Richard Wallace
- Born: Richard Michael Wallace 16 January 1968 (age 58) Cork, Ireland
- Height: 5 ft 11 in (1.80 m)
- Weight: 14 st 0 lb (89 kg)
- Notable relative(s): Paul Wallace David Wallace

Rugby union career
- Position: Wing

Senior career
- Years: Team / Apps / (Points)
- 1995–97: Munster / 11 / (20)
- 1997–99: Saracens / 25 / (55)

International career
- Years: Team / Apps / (Points)
- 1991–98: Ireland / 29 / (23)
- 1993: Lions / 0 / (0)

= Richard Wallace (rugby union) =

Irish rugby union player

Richard Michael Wallace (born 16 January 1968) is a former Garryowen, Munster, Saracens, Ireland and Lions rugby union player. He was a winger and gained 29 caps with the Ireland national rugby union team.

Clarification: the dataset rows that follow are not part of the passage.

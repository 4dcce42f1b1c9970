//! Grocery list and meal schedule CSVs.
//!
//! groceries.csv:  name,category        (category may be blank)
//! meals.csv:      category,date        (date as YYYY-MM-DD)

use anyhow::{Context, Result};
use chrono::NaiveDate;
use prepweek_core::{GroceryItemRef, PerishableMealDate};
use serde::Deserialize;
use std::io::Read;
use std::path::Path;
use tracing::warn;

#[derive(Debug, Deserialize)]
struct GroceryRow {
    name: String,
    #[serde(default)]
    category: Option<String>,
}

#[derive(Debug, Deserialize)]
struct MealRow {
    category: String,
    date: NaiveDate,
}

fn reader<R: Read>(input: R) -> csv::Reader<R> {
    csv::ReaderBuilder::new()
        .flexible(true)
        .trim(csv::Trim::All)
        .from_reader(input)
}

/// Parse grocery rows; rows without a name are skipped.
pub fn parse_grocery_csv<R: Read>(input: R) -> Result<Vec<GroceryItemRef>> {
    let mut rdr = reader(input);
    let mut items = Vec::new();

    for (row, result) in rdr.deserialize::<GroceryRow>().enumerate() {
        let r = match result {
            Ok(r) => r,
            Err(e) => {
                warn!(row = row + 1, error = %e, "skipping grocery row");
                continue;
            }
        };
        if r.name.is_empty() {
            continue;
        }
        items.push(GroceryItemRef {
            name: r.name,
            category: r.category.filter(|c| !c.is_empty()),
        });
    }

    Ok(items)
}

/// Parse meal schedule rows; rows with an unparseable date are skipped.
pub fn parse_meal_dates_csv<R: Read>(input: R) -> Result<Vec<PerishableMealDate>> {
    let mut rdr = reader(input);
    let mut meals = Vec::new();

    for (row, result) in rdr.deserialize::<MealRow>().enumerate() {
        match result {
            Ok(r) => meals.push(PerishableMealDate::new(r.category, r.date)),
            Err(e) => warn!(row = row + 1, error = %e, "skipping meal row"),
        }
    }

    Ok(meals)
}

pub fn load_grocery_csv(path: impl AsRef<Path>) -> Result<Vec<GroceryItemRef>> {
    let path = path.as_ref();
    let file = std::fs::File::open(path).with_context(|| format!("opening {}", path.display()))?;
    parse_grocery_csv(file).with_context(|| format!("parsing {}", path.display()))
}

pub fn load_meal_dates_csv(path: impl AsRef<Path>) -> Result<Vec<PerishableMealDate>> {
    let path = path.as_ref();
    let file = std::fs::File::open(path).with_context(|| format!("opening {}", path.display()))?;
    parse_meal_dates_csv(file).with_context(|| format!("parsing {}", path.display()))
}
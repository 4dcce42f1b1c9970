//! Minimal iCalendar (RFC 5545) VEVENT reader.
//!
//! Supports folded lines, UTC / floating / TZID date-times and VALUE=DATE
//! all-day events. RRULEs are kept as metadata, not expanded.

use anyhow::{Context, Result};
use chrono::{DateTime, Duration, NaiveDate, NaiveDateTime, NaiveTime, Utc};
use prepweek_core::{CalendarEvent, EventMetadata, EventSource, LocalCalendar};
use regex::Regex;
use tracing::warn;

/// Join RFC 5545 folded lines (continuations start with a space or tab).
fn unfold(text: &str) -> Vec<String> {
    let mut out: Vec<String> = Vec::new();
    for line in text.lines() {
        let line = line.trim_end_matches('\r');
        if let Some(rest) = line.strip_prefix([' ', '\t']) {
            if let Some(last) = out.last_mut() {
                last.push_str(rest);
                continue;
            }
        }
        out.push(line.to_string());
    }
    out
}

fn unescape_text(s: &str) -> String {
    let mut out = String::with_capacity(s.len());
    let mut chars = s.chars();
    while let Some(c) = chars.next() {
        if c != '\\' {
            out.push(c);
            continue;
        }
        match chars.next() {
            Some('n') | Some('N') => out.push('\n'),
            Some(other) => out.push(other),
            None => out.push('\\'),
        }
    }
    out
}

fn param<'a>(params: &'a str, name: &str) -> Option<&'a str> {
    params
        .split(';')
        .filter_map(|p| p.split_once('='))
        .find(|(k, _)| k.eq_ignore_ascii_case(name))
        .map(|(_, v)| v.trim_matches('"'))
}

/// Parse a DTSTART/DTEND value; returns the instant and whether it was a date.
fn parse_ics_time(value: &str, params: &str, cal: &LocalCalendar) -> Option<(DateTime<Utc>, bool)> {
    let value = value.trim();
    let is_date = param(params, "VALUE").is_some_and(|v| v.eq_ignore_ascii_case("DATE"))
        || value.len() == 8;
    if is_date {
        let d = NaiveDate::parse_from_str(value, "%Y%m%d").ok()?;
        return Some((d.and_time(NaiveTime::MIN).and_utc(), true));
    }

    if let Some(utc) = value.strip_suffix('Z') {
        let ndt = NaiveDateTime::parse_from_str(utc, "%Y%m%dT%H%M%S").ok()?;
        return Some((ndt.and_utc(), false));
    }

    let ndt = NaiveDateTime::parse_from_str(value, "%Y%m%dT%H%M%S").ok()?;
    let zone = match param(params, "TZID") {
        Some(tzid) => LocalCalendar::parse(tzid).unwrap_or_else(|_| {
            warn!(tzid, "unknown TZID; using configured timezone");
            *cal
        }),
        None => *cal,
    };
    Some((zone.resolve(ndt), false))
}

#[derive(Debug, Default)]
struct PendingEvent {
    uid: Option<String>,
    summary: Option<String>,
    start: Option<(DateTime<Utc>, bool)>,
    end: Option<DateTime<Utc>>,
    location: Option<String>,
    description: Option<String>,
    rrule: Option<String>,
}

impl PendingEvent {
    fn finish(self, index: usize, source: EventSource) -> Option<CalendarEvent> {
        let Some((start, all_day)) = self.start else {
            warn!(index, uid = ?self.uid, "VEVENT without DTSTART skipped");
            return None;
        };
        let end = self.end.unwrap_or(if all_day { start + Duration::days(1) } else { start });

        Some(CalendarEvent {
            id: self.uid.unwrap_or_else(|| format!("ics-{index}")),
            title: self.summary.unwrap_or_default(),
            start,
            end,
            all_day,
            source,
            metadata: EventMetadata {
                location: self.location,
                description: self.description,
                recurrence: self.rrule,
            },
        })
    }
}

pub fn parse_ics(
    text: &str,
    cal: &LocalCalendar,
    source: EventSource,
) -> Result<Vec<CalendarEvent>> {
    // NAME;PARAM=...;PARAM=...:VALUE
    let prop_re = Regex::new(r"^(?P<name>[A-Za-z0-9-]+)(?P<params>(?:;[^:]*)?):(?P<value>.*)$")
        .context("compiling ICS property regex")?;

    let mut out = Vec::new();
    let mut current: Option<PendingEvent> = None;
    let mut index = 0usize;

    for line in unfold(text) {
        let Some(caps) = prop_re.captures(&line) else {
            continue;
        };
        let name = caps["name"].to_ascii_uppercase();
        let params = &caps["params"];
        let value = &caps["value"];

        if name == "BEGIN" && value.eq_ignore_ascii_case("VEVENT") {
            current = Some(PendingEvent::default());
            continue;
        }
        if name == "END" && value.eq_ignore_ascii_case("VEVENT") {
            if let Some(pending) = current.take() {
                if let Some(ev) = pending.finish(index, source) {
                    out.push(ev);
                }
                index += 1;
            }
            continue;
        }

        let Some(ev) = current.as_mut() else {
            continue;
        };
        match name.as_str() {
            "UID" => ev.uid = Some(value.trim().to_string()),
            "SUMMARY" => ev.summary = Some(unescape_text(value)),
            "LOCATION" => ev.location = Some(unescape_text(value)),
            "DESCRIPTION" => ev.description = Some(unescape_text(value)),
            "RRULE" => ev.rrule = Some(format!("RRULE:{value}")),
            "DTSTART" => {
                ev.start = parse_ics_time(value, params, cal);
                if ev.start.is_none() {
                    warn!(value, "unparseable DTSTART");
                }
            }
            "DTEND" => ev.end = parse_ics_time(value, params, cal).map(|(t, _)| t),
            _ => {}
        }
    }

    Ok(out)
}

He was a member of the first Munster team to compete in the Heineken Cup. He made his full international debut in 1991 against Namibia. He is the all-time top try scorer for the Ireland national rugby sevens team in Rugby World Cup Sevens with 10 tries.

His younger brothers Paul Wallace and David Wallace also played rugby for Ireland. He later became an airline pilot for CityJet.